If you are in an abusive relationship, telling your spouse you want a divorce can be unpredictable. At best, you may be able to tell them calmly in your home or a public place, then walk away. On the other hand, your spouse may become more violent and telling them could actually be dangerous. However, this should not stop you from escaping a harmful situation. Before you do anything, make a plan. Don't leave anything to chance. Here are some things to consider.

If you have time, store away important items and documents that will be helpful when you file for divorce, such as birth certificates, marriage certificates, insurance policies, proof of income, bank statements, credit card reports. Try to hide some cash if you can in case your spouse closes bank accounts or credit card accounts. Get copies of emails or texts that show proof of verbal abuse and medical records that provide a history of past physical abuse. Also, hide anything of sentimental importance to you. Do this slowly so it won't be noticed. Here are some things to think about before you make any moves:

  • Physical safety – Don't wait until the final confrontation to think of where you and your children will go. Find the names and locations of safe houses near you. This information is often posted in public places, such as grocery stores, libraries, and churches. Try to connect with resources such as domestic violence programs and legal services if you can. Because pets are also members of the family, your spouse may use them to get to you. Check with safe houses to see if they accept pets. If they don't, they may help you find organizations and local charities to find people who will foster your pets until you find a family member to take them or have found a place of your own.
  • Establish a meeting place in advance – If you have children, let them know, if your spouse becomes violent, they should leave the house and meet you at this safe place. Share the address of the safe house or tell them to go to the neighbor and call a family member.
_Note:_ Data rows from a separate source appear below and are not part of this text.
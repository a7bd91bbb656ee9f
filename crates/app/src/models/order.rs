//! Draft orders and confirmations.

use bluefruit_core::{CustomerId, Money, OrderNumber, OrderStatus, ProductId, ServerOrderId};
use chrono::{DateTime, Utc};
use serde::{Deserialize, Serialize};

use super::address::ShippingAddress;
use super::cart::Cart;

/// A sanitized order line: only the fields the order API models.
///
/// Variant labels and image references are presentation-only and are
/// dropped here; the API contract disallows extra fields.
#[derive(Debug, Clone, PartialEq, Serialize, Deserialize)]
#[serde(rename_all = "camelCase")]
pub struct OrderLine {
    pub id: ProductId,
    pub name: String,
    pub unit_price: Money,
    pub quantity: u32,
}

/// The submission-ready projection of a cart plus address.
///
/// The order number is minted once, when the cart is handed to checkout,
/// and never changes across retries of the same attempt - the server can
/// deduplicate resubmissions by number.
#[derive(Debug, Clone, PartialEq, Serialize, Deserialize)]
#[serde(rename_all = "camelCase")]
pub struct DraftOrder {
    pub order_number: OrderNumber,
    pub items: Vec<OrderLine>,
    pub item_count: u32,
    pub total: Money,
    pub created_at: DateTime<Utc>,
    pub status: OrderStatus,
}

impl DraftOrder {
    /// Build a draft from a cart snapshot, minting a fresh order number.
    #[must_use]
    pub fn from_cart(cart: &Cart) -> Self {
        let items: Vec<OrderLine> = cart
            .items
            .iter()
            .map(|line| OrderLine {
                id: line.product_id.clone(),
                name: line.name.clone(),
                unit_price: line.unit_price,
                quantity: line.quantity,
            })
            .collect();

        Self {
            order_number: OrderNumber::mint(),
            item_count: cart.item_count(),
            total: cart.grand_total(),
            created_at: Utc::now(),
            status: OrderStatus::Pending,
            items,
        }
    }
}

/// The terminal success artifact of a checkout attempt.
///
/// Input to invoice/bill generation; a failure there never rolls back the
/// already-confirmed order.
#[derive(Debug, Clone, PartialEq, Serialize, Deserialize)]
#[serde(rename_all = "camelCase")]
pub struct Confirmation {
    pub user_id: Option<CustomerId>,
    pub order_number: OrderNumber,
    pub server_order_id: Option<ServerOrderId>,
    pub items: Vec<OrderLine>,
    pub total: Money,
    pub address: ShippingAddress,
    pub confirmed_at: DateTime<Utc>,
}
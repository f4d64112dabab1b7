//! HTTP inbound adapter exposing REST endpoints.

pub mod auth;
pub mod error;
pub mod generate;
pub mod health;
pub mod state;
#[cfg(test)]
pub mod test_utils;
pub mod users;

pub use error::ApiResult;
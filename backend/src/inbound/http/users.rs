//! Account API handlers.
//!
//! ```text
//! GET /api/v1/users/me
//! GET /api/v1/users/me/history
//! ```

use actix_web::{get, web};
use chrono::{DateTime, Utc};
use serde::{Deserialize, Serialize};
use uuid::Uuid;

use crate::domain::{Credits, Error, HistoryRecord, UserAccount};
use crate::inbound::http::ApiResult;
use crate::inbound::http::auth::BearerIdentity;
use crate::inbound::http::state::HttpState;

/// Identity and balance of the caller.
#[derive(Debug, Clone, PartialEq, Eq, Serialize, Deserialize, utoipa::ToSchema)]
#[serde(rename_all = "camelCase")]
pub struct AccountBody {
    #[schema(value_type = String, format = Uuid)]
    pub id: Uuid,
    pub credits: Credits,
}

impl From<UserAccount> for AccountBody {
    fn from(value: UserAccount) -> Self {
        Self {
            id: *value.id.as_uuid(),
            credits: value.credits,
        }
    }
}

/// One completed generation.
#[derive(Debug, Clone, PartialEq, Eq, Serialize, Deserialize, utoipa::ToSchema)]
#[serde(rename_all = "camelCase")]
pub struct HistoryEntryBody {
    #[schema(value_type = String, format = Uuid)]
    pub id: Uuid,
    /// Uploaded file name, or `local_upload` when none was supplied.
    pub source_reference: String,
    pub result_reference: String,
    pub created_at: DateTime<Utc>,
}

impl From<HistoryRecord> for HistoryEntryBody {
    fn from(value: HistoryRecord) -> Self {
        Self {
            id: *value.id.as_uuid(),
            source_reference: value.source_reference.as_str().to_owned(),
            result_reference: value.result_reference.into(),
            created_at: value.created_at,
        }
    }
}

/// Current account of the authenticated caller.
#[utoipa::path(
    get,
    path = "/api/v1/users/me",
    responses(
        (status = 200, description = "Account", body = AccountBody),
        (status = 401, description = "Unauthorised", body = Error),
        (status = 404, description = "No account for the caller", body = Error),
        (status = 500, description = "Internal server error", body = Error)
    ),
    tags = ["users"],
    operation_id = "currentUser",
    security(("bearerAuth" = []))
)]
#[get("/users/me")]
pub async fn current_user(
    state: web::Data<HttpState>,
    identity: BearerIdentity,
) -> ApiResult<web::Json<AccountBody>> {
    let account = state.accounts.account(identity.user_id()).await?;
    Ok(web::Json(account.into()))
}

/// Generation history of the authenticated caller, newest first.
#[utoipa::path(
    get,
    path = "/api/v1/users/me/history",
    responses(
        (status = 200, description = "History", body = [HistoryEntryBody]),
        (status = 401, description = "Unauthorised", body = Error),
        (status = 500, description = "Internal server error", body = Error)
    ),
    tags = ["users"],
    operation_id = "currentUserHistory",
    security(("bearerAuth" = []))
)]
#[get("/users/me/history")]
pub async fn current_user_history(
    state: web::Data<HttpState>,
    identity: BearerIdentity,
) -> ApiResult<web::Json<Vec<HistoryEntryBody>>> {
    let history = state.accounts.history(identity.user_id()).await?;
    Ok(web::Json(history.into_iter().map(Into::into).collect()))
}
Assure them they will be alright and tell them not to come back into the house.
  • Consult a Lawyer – When it's not safe to be alone with your spouse, seeing a lawyer is an excellent move. They can help you file a temporary restraining order along with the divorce papers, protecting you and your family from retribution. A lawyer will stay with you in court, making sure you understand each step of the divorce process, as well as doing whatever is necessary to keep you safe. If you are able to, contact a lawyer before you take any other steps.
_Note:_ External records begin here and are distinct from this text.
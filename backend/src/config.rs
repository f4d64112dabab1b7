//! Gateway configuration loaded via OrthoConfig.
//!
//! Values come from CLI flags, `GATEWAY_*` environment variables and an
//! optional configuration file. Every key is optional; accessors apply the
//! defaults and validate what they return.

use std::net::SocketAddr;
use std::num::NonZeroU32;
use std::path::{Path, PathBuf};
use std::time::Duration;

use ortho_config::OrthoConfig;
use serde::Deserialize;
use url::Url;

use crate::domain::{GenerationCost, GenerationSettings};

pub const DEFAULT_BIND_ADDR: &str = "0.0.0.0:8080";
pub const DEFAULT_UPSTREAM_URL: &str = "http://localhost:5678/webhook/headshot-generator-agent";
pub const DEFAULT_UPSTREAM_TIMEOUT_SECS: u64 = 300;
const DEFAULT_UPLOAD_DIR_NAME: &str = "headshot-uploads";

/// Invalid configuration values.
#[derive(Debug, Clone, PartialEq, Eq, thiserror::Error)]
pub enum SettingsError {
    #[error("bind_addr {value:?} is not a socket address")]
    BindAddr { value: String },
    #[error("upstream_url {value:?} is not a valid URL: {message}")]
    UpstreamUrl { value: String, message: String },
    #[error("upstream_timeout_secs must be greater than zero")]
    ZeroTimeout,
    #[error("generation_cost must be greater than zero")]
    ZeroCost,
    #[error("history_write_attempts must be greater than zero")]
    ZeroHistoryAttempts,
}

/// Settings for the generation gateway.
#[derive(Debug, Clone, Default, Deserialize, OrthoConfig)]
#[ortho_config(prefix = "GATEWAY")]
pub struct GatewaySettings {
    /// Socket address the HTTP server binds to.
    pub bind_addr: Option<String>,
    /// Endpoint of the image generation service.
    pub upstream_url: Option<String>,
    /// Wall-clock budget for one upstream call, in seconds.
    pub upstream_timeout_secs: Option<u64>,
    /// Credits charged per successful generation.
    pub generation_cost: Option<u32>,
    /// Directory for staged uploads.
    pub upload_dir: Option<PathBuf>,
    /// PostgreSQL connection string; in-memory stores are used when absent.
    pub database_url: Option<String>,
    /// File holding the bearer token signing secret.
    pub token_secret_file: Option<PathBuf>,
    /// Attempts made to write a history record after charging.
    pub history_write_attempts: Option<u32>,
}

impl GatewaySettings {
    pub fn bind_addr(&self) -> Result<SocketAddr, SettingsError> {
        let raw = self.bind_addr.as_deref().unwrap_or(DEFAULT_BIND_ADDR);
        raw.parse().map_err(|_| SettingsError::BindAddr {
            value: raw.to_owned(),
        })
    }

    pub fn upstream_url(&self) -> Result<Url, SettingsError> {
        let raw = self.upstream_url.as_deref().unwrap_or(DEFAULT_UPSTREAM_URL);
        Url::parse(raw).map_err(|err| SettingsError::UpstreamUrl {
            value: raw.to_owned(),
            message: err.to_string(),
        })
    }

    pub fn upstream_timeout(&self) -> Result<Duration, SettingsError> {
        match self
            .upstream_timeout_secs
            .unwrap_or(DEFAULT_UPSTREAM_TIMEOUT_SECS)
        {
            0 => Err(SettingsError::ZeroTimeout),
            secs => Ok(Duration::from_secs(secs)),
        }
    }

    /// Cost and history retry settings for the generation service.
    pub fn generation(&self) -> Result<GenerationSettings, SettingsError> {
        let defaults = GenerationSettings::default();
        let cost = match self.generation_cost {
            Some(value) => GenerationCost::new(value).map_err(|_| SettingsError::ZeroCost)?,
            None => defaults.cost,
        };
        let history_write_attempts = match self.history_write_attempts {
            Some(value) => NonZeroU32::new(value).ok_or(SettingsError::ZeroHistoryAttempts)?,
            None => defaults.history_write_attempts,
        };
        Ok(GenerationSettings {
            cost,
            history_write_attempts,
        })
    }

    pub fn upload_dir(&self) -> PathBuf {
        self.upload_dir
            .clone()
            .unwrap_or_else(|| std::env::temp_dir().join(DEFAULT_UPLOAD_DIR_NAME))
    }

    pub fn database_url(&self) -> Option<&str> {
        self.database_url.as_deref().filter(|url| !url.trim().is_empty())
    }

    pub fn token_secret_file(&self) -> Option<&Path> {
        self.token_secret_file.as_deref()
    }
}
Whenever you do have to talk to your spouse, remain calm. An abusive person feeds on fear and intimidation. If you are nervous about talking to your spouse, ask a friend or family member or even someone strong enough to protect you if the situation should become physical to go with you. If you can't bring yourself to meet in person, a phone call, email, or text message will work as well. Focus on your reasons for ending the marriage and avoid placing blame. If the conversation becomes heated or escalates, leave or hang up.

Finally, get support as you go through the process. Getting a divorce is a difficult process, and dealing with an abusive spouse makes it that much more difficult. Talk to friends, family, or see a therapist if you need to. If you have children, they will look to you for guidance. Be strong, not only for yourself, but for them.

Telling your abusive spouse you want a divorce might be scary, even dangerous. However, once you have taken this huge step, you'll be on your way to a safer, more fulfilling life.